=== MATERIAL FOR THIS TASK ===
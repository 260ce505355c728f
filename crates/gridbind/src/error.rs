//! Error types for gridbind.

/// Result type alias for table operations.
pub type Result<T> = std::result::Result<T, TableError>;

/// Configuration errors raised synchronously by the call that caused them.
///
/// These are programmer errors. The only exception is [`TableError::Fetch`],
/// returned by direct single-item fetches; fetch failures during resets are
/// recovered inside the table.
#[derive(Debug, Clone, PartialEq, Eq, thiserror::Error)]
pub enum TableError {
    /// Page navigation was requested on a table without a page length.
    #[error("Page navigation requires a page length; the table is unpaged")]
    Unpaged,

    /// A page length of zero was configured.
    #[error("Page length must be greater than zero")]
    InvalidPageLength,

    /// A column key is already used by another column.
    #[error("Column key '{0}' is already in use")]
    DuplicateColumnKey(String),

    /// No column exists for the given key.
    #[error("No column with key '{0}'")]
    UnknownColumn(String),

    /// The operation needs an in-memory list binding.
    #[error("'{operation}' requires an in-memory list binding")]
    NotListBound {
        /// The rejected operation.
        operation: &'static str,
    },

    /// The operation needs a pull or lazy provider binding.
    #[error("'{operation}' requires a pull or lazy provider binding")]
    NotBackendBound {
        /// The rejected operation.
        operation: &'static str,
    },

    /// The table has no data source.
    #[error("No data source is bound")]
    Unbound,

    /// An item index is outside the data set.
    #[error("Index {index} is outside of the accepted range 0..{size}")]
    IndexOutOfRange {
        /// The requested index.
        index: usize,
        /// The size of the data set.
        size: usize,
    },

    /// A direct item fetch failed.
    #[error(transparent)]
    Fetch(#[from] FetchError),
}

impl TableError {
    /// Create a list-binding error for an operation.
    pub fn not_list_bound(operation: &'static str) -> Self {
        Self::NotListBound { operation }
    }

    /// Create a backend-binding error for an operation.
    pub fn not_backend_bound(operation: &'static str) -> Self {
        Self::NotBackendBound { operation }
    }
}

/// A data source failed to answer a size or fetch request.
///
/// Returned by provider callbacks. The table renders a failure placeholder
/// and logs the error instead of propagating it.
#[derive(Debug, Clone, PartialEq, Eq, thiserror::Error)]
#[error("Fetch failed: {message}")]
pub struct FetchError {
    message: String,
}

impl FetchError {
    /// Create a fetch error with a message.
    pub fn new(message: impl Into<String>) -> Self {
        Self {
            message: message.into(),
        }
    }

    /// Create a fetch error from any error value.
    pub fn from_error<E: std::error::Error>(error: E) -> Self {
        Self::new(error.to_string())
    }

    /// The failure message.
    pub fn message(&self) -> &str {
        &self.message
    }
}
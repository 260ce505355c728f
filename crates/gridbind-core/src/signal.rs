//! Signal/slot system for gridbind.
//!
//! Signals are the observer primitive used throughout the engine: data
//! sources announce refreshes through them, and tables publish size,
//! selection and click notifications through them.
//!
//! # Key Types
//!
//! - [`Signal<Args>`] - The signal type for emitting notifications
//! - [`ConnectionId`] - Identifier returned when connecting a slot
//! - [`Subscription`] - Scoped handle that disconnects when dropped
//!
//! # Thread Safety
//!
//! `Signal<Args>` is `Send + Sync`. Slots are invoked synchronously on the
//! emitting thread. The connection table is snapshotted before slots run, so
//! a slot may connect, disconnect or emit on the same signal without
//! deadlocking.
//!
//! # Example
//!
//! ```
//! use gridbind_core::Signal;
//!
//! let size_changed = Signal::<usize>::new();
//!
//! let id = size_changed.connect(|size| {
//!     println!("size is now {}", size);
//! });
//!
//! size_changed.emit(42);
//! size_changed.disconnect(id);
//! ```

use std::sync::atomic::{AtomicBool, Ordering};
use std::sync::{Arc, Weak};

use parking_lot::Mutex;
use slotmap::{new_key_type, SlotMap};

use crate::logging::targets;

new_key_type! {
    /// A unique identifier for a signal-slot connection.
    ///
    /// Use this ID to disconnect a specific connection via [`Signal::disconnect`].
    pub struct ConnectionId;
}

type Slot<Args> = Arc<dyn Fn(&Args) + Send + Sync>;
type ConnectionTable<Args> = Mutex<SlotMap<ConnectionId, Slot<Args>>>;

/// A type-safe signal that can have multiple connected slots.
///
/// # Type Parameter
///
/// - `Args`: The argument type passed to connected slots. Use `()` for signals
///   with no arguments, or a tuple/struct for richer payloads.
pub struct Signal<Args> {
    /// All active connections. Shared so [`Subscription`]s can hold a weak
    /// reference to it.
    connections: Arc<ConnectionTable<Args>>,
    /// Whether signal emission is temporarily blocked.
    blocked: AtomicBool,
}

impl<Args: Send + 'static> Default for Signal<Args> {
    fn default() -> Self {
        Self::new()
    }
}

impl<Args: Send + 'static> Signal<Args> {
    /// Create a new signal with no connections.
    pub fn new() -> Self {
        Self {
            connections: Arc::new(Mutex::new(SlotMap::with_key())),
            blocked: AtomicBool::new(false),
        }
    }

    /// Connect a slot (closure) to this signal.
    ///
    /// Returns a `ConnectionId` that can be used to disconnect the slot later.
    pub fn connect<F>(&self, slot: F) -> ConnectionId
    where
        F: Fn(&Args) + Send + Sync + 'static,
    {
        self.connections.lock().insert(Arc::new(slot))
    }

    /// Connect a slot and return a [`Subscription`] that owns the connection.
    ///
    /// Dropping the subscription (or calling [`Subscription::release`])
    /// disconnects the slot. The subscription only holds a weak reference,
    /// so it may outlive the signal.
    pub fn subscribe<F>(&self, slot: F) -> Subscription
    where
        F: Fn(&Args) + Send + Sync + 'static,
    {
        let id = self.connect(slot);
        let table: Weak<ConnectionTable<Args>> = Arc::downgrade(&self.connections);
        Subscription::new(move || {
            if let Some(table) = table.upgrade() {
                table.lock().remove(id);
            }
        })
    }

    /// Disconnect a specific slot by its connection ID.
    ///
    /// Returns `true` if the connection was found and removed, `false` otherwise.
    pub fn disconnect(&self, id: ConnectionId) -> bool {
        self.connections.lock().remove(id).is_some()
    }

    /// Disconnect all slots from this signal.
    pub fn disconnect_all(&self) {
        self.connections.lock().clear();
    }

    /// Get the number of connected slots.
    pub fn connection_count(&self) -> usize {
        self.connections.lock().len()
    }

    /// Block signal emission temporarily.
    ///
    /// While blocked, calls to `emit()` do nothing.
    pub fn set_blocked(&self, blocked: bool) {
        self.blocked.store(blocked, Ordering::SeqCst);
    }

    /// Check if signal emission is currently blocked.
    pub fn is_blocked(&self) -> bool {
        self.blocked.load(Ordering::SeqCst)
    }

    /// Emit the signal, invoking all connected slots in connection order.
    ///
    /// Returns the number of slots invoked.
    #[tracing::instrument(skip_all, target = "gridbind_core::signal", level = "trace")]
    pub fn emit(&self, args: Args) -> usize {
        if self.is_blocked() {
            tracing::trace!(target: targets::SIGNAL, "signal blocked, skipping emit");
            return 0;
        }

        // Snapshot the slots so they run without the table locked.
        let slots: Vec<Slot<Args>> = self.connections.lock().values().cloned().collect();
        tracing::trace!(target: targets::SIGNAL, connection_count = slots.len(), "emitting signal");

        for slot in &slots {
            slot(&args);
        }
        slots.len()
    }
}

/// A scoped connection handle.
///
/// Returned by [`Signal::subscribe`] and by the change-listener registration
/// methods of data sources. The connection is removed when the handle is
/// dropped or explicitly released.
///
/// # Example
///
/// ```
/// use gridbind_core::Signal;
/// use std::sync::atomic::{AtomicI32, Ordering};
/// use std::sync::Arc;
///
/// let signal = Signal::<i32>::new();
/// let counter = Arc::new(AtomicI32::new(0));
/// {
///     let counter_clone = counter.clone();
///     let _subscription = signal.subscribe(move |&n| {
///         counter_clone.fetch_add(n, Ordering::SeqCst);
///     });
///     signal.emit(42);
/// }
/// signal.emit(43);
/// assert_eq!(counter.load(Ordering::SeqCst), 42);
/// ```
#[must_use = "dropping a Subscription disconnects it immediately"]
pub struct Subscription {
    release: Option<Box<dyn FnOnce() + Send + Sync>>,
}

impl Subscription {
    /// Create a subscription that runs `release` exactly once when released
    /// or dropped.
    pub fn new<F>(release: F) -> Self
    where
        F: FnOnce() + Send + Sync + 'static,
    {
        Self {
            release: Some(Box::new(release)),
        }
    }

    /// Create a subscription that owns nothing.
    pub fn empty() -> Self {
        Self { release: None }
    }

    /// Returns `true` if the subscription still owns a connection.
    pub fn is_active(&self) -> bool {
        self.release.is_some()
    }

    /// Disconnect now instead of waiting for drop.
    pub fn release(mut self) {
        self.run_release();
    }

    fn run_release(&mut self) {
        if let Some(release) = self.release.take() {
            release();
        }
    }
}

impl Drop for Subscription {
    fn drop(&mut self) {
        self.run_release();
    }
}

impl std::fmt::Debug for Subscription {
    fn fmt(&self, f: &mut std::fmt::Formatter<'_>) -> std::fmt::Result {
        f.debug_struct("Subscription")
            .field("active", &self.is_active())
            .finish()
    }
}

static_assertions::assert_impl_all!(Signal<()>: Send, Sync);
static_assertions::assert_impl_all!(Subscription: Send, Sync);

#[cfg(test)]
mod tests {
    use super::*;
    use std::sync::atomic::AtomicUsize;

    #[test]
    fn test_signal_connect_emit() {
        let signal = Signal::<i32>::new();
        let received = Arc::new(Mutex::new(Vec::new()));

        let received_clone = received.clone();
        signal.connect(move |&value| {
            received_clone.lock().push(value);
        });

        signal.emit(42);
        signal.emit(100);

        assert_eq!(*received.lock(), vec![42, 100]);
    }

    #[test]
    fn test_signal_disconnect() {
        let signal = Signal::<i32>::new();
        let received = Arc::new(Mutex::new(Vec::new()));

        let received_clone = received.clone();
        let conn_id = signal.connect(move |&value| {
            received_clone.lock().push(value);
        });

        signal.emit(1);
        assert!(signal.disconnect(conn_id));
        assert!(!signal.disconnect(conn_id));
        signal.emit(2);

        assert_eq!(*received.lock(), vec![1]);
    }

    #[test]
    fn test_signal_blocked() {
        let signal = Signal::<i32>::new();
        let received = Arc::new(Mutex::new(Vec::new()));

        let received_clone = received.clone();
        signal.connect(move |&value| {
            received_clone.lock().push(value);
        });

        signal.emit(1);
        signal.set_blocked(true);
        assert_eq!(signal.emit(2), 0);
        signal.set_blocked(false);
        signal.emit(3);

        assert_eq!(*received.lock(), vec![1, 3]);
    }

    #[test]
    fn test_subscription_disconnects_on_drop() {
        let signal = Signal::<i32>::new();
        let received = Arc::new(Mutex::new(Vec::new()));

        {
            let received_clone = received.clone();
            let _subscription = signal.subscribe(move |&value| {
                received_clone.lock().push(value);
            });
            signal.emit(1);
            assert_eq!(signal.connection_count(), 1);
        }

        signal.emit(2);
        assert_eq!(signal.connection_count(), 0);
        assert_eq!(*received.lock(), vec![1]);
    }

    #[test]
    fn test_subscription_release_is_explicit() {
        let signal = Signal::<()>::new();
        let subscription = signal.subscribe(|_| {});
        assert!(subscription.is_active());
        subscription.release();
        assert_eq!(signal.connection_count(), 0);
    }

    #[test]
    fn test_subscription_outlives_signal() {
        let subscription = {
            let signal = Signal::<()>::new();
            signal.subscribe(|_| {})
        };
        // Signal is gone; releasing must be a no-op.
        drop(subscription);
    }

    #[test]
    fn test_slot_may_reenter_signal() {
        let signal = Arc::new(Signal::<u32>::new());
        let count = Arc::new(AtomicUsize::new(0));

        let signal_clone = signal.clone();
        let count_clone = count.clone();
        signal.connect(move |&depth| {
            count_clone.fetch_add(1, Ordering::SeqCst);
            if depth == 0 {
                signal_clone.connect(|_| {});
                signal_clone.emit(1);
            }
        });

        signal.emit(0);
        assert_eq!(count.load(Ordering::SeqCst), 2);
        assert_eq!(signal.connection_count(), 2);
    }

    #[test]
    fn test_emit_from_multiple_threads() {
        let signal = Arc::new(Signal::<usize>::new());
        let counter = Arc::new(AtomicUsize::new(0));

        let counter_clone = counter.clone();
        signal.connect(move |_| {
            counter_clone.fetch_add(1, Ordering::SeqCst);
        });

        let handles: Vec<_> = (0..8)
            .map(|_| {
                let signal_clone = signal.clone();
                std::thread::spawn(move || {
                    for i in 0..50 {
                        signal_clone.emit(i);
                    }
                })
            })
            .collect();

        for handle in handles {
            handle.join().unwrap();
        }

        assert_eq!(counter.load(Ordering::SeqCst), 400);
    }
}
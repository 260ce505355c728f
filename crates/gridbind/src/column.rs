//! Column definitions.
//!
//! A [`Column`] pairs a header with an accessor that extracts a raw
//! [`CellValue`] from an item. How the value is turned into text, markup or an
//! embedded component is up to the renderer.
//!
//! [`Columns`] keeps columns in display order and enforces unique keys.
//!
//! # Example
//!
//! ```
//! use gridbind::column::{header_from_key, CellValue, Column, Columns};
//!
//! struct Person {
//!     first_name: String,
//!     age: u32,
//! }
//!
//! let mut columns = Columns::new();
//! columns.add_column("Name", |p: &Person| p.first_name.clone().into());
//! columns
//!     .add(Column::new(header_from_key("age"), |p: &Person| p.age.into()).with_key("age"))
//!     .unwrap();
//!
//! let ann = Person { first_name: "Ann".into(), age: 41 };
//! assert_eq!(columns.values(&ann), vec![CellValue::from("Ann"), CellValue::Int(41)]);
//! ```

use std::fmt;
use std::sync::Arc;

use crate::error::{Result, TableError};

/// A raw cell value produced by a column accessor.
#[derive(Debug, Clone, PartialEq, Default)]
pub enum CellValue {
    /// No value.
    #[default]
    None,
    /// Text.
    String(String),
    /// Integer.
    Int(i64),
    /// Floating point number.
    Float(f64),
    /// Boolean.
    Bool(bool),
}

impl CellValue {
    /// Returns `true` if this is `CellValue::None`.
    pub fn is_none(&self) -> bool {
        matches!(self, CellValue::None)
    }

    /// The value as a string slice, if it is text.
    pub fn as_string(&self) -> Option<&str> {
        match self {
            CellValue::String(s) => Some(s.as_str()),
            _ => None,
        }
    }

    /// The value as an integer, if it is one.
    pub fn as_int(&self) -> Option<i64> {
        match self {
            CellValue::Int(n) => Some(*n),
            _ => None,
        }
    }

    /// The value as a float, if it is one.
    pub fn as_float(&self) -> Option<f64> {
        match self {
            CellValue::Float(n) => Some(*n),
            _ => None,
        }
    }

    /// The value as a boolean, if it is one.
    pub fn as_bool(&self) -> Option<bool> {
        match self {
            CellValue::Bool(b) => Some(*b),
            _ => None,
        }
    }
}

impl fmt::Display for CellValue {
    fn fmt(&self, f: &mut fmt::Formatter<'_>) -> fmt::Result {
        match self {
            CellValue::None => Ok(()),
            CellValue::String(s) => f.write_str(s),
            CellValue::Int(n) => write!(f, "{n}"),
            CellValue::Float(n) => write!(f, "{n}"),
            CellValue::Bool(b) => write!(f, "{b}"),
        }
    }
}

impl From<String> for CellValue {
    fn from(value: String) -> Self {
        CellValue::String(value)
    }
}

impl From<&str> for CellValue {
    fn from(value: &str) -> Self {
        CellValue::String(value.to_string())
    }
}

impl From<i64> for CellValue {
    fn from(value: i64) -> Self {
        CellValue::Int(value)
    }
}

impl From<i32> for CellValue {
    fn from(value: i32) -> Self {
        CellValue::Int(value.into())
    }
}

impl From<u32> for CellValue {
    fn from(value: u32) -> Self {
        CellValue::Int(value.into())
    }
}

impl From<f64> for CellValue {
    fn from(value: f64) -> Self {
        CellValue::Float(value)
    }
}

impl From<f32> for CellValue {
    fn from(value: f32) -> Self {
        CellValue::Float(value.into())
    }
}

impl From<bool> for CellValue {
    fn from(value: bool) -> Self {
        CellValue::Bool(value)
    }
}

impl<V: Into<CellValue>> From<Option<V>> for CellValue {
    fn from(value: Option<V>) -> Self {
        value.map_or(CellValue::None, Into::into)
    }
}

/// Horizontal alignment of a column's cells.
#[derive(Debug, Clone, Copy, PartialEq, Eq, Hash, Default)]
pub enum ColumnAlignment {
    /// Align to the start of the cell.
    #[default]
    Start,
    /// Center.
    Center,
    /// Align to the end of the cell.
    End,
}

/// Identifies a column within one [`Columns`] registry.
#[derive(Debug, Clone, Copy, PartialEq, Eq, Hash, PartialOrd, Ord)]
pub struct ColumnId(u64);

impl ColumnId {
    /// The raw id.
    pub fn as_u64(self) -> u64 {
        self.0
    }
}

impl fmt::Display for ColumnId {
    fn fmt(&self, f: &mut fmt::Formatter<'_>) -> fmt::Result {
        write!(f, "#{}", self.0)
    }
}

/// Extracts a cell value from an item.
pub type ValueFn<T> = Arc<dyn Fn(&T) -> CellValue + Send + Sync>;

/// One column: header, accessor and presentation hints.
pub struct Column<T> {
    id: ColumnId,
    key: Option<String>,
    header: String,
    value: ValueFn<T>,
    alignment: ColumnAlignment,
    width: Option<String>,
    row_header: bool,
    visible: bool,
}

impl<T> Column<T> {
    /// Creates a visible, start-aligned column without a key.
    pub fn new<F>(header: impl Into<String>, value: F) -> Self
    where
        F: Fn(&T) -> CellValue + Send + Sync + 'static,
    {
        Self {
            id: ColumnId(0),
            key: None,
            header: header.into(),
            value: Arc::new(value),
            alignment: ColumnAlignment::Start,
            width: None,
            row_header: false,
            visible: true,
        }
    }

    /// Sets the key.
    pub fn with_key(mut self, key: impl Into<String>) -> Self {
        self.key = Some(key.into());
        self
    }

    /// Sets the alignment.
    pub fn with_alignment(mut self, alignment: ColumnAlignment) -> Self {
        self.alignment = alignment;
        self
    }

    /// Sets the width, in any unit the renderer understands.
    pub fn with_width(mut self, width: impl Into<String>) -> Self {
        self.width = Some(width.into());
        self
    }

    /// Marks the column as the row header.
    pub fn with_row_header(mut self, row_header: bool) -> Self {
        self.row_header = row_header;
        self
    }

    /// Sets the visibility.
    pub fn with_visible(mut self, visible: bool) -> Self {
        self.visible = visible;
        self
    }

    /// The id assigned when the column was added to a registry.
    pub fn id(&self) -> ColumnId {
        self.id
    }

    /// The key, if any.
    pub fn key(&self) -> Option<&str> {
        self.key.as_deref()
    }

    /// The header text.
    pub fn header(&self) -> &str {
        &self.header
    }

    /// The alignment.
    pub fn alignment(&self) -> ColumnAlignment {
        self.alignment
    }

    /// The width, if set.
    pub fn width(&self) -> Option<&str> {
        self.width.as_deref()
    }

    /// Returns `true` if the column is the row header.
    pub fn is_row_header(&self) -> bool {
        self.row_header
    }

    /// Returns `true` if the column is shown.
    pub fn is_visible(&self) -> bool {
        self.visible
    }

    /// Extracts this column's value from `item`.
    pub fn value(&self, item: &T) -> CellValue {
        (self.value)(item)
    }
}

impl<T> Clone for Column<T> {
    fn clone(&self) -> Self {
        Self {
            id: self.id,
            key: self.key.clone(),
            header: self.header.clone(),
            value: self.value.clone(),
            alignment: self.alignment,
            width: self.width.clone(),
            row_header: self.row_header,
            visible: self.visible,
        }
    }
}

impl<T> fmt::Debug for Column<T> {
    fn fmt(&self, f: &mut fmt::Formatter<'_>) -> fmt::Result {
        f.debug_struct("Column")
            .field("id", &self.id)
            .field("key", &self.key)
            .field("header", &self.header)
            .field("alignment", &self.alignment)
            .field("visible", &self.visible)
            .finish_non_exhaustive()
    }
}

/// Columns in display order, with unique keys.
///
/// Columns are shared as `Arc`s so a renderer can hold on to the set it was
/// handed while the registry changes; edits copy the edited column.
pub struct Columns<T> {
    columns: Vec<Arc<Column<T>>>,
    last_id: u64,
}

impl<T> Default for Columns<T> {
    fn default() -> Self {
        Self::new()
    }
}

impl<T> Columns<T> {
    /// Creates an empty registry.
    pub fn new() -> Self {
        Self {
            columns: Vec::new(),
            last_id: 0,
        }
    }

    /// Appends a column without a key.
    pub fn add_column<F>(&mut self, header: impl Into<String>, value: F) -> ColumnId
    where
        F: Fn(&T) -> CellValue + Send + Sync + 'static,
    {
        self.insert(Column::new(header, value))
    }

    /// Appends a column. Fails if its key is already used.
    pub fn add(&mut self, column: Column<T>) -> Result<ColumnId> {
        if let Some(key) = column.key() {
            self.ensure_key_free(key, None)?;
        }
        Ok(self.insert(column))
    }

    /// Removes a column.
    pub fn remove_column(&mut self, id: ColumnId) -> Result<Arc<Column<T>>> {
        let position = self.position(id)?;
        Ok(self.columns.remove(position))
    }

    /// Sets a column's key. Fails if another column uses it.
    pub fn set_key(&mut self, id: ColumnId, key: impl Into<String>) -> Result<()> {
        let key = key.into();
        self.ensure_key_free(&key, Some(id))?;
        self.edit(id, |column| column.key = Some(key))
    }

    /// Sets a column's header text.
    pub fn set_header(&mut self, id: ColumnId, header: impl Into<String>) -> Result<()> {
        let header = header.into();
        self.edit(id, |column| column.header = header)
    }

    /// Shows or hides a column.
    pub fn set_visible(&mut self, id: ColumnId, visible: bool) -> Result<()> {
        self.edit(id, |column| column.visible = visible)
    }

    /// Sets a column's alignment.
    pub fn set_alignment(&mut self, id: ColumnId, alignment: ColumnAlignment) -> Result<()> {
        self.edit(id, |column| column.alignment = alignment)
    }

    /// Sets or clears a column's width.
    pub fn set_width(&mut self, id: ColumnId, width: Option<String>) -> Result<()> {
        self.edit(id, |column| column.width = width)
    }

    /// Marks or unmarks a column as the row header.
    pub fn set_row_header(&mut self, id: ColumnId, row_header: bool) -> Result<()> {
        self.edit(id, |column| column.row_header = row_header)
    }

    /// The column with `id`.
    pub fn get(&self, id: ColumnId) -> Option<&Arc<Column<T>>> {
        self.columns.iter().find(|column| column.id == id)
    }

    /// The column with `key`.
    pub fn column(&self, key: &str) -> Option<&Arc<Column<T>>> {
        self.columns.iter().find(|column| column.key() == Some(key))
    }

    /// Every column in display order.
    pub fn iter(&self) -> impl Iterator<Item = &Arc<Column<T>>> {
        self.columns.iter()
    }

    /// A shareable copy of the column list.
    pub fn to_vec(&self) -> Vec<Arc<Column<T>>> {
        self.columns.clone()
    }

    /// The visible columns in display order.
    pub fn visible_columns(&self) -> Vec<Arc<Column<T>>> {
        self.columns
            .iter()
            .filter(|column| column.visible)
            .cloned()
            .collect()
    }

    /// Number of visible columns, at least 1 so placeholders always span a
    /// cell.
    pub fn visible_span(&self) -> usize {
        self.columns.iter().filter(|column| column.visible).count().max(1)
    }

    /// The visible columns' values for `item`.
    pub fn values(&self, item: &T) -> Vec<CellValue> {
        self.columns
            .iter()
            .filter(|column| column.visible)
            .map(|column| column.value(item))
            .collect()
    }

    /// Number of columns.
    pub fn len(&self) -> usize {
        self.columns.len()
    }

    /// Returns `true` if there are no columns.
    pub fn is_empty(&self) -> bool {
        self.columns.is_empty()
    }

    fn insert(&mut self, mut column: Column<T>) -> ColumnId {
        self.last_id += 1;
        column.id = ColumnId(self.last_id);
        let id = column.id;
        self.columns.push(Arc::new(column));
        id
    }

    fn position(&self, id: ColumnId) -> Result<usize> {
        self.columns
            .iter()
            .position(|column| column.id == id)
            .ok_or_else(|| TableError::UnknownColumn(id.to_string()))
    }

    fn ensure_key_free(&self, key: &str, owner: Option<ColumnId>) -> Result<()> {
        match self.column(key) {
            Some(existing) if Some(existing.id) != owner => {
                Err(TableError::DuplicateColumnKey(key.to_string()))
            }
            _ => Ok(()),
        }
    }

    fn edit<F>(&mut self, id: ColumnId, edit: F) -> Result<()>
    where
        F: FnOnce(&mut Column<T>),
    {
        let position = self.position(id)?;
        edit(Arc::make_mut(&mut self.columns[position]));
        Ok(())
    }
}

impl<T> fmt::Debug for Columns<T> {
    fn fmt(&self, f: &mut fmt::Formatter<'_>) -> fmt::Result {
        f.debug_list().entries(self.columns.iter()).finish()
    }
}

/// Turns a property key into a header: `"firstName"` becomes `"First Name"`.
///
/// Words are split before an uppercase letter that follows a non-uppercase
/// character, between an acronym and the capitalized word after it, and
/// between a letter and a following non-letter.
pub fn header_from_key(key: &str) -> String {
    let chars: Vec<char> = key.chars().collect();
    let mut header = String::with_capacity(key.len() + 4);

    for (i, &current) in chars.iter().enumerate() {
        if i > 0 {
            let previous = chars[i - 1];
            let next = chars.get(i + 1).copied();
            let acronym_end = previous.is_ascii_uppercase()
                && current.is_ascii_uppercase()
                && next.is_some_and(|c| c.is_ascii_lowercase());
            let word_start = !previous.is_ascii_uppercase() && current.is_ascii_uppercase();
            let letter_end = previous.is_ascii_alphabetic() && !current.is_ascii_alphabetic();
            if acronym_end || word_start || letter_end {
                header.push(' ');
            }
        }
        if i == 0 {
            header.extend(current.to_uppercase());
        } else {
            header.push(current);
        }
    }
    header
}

=== ACTIVITY ===
Give back exactly the lines above, from the line containing "of propagating it." through the line containing "pub fn from_error<E: std::error::Error>(error: E)", with both end lines and nothing more.

=== RESULT OF THIS TASK ===
/// and logs the error instead of propagating it.
#[derive(Debug, Clone, PartialEq, Eq, thiserror::Error)]
#[error("Fetch failed: {message}")]
pub struct FetchError {
    message: String,
}

impl FetchError {
    /// Create a fetch error with a message.
    pub fn new(message: impl Into<String>) -> Self {
        Self {
            message: message.into(),
        }
    }

    /// Create a fetch error from any error value.
    pub fn from_error<E: std::error::Error>(error: E) -> Self {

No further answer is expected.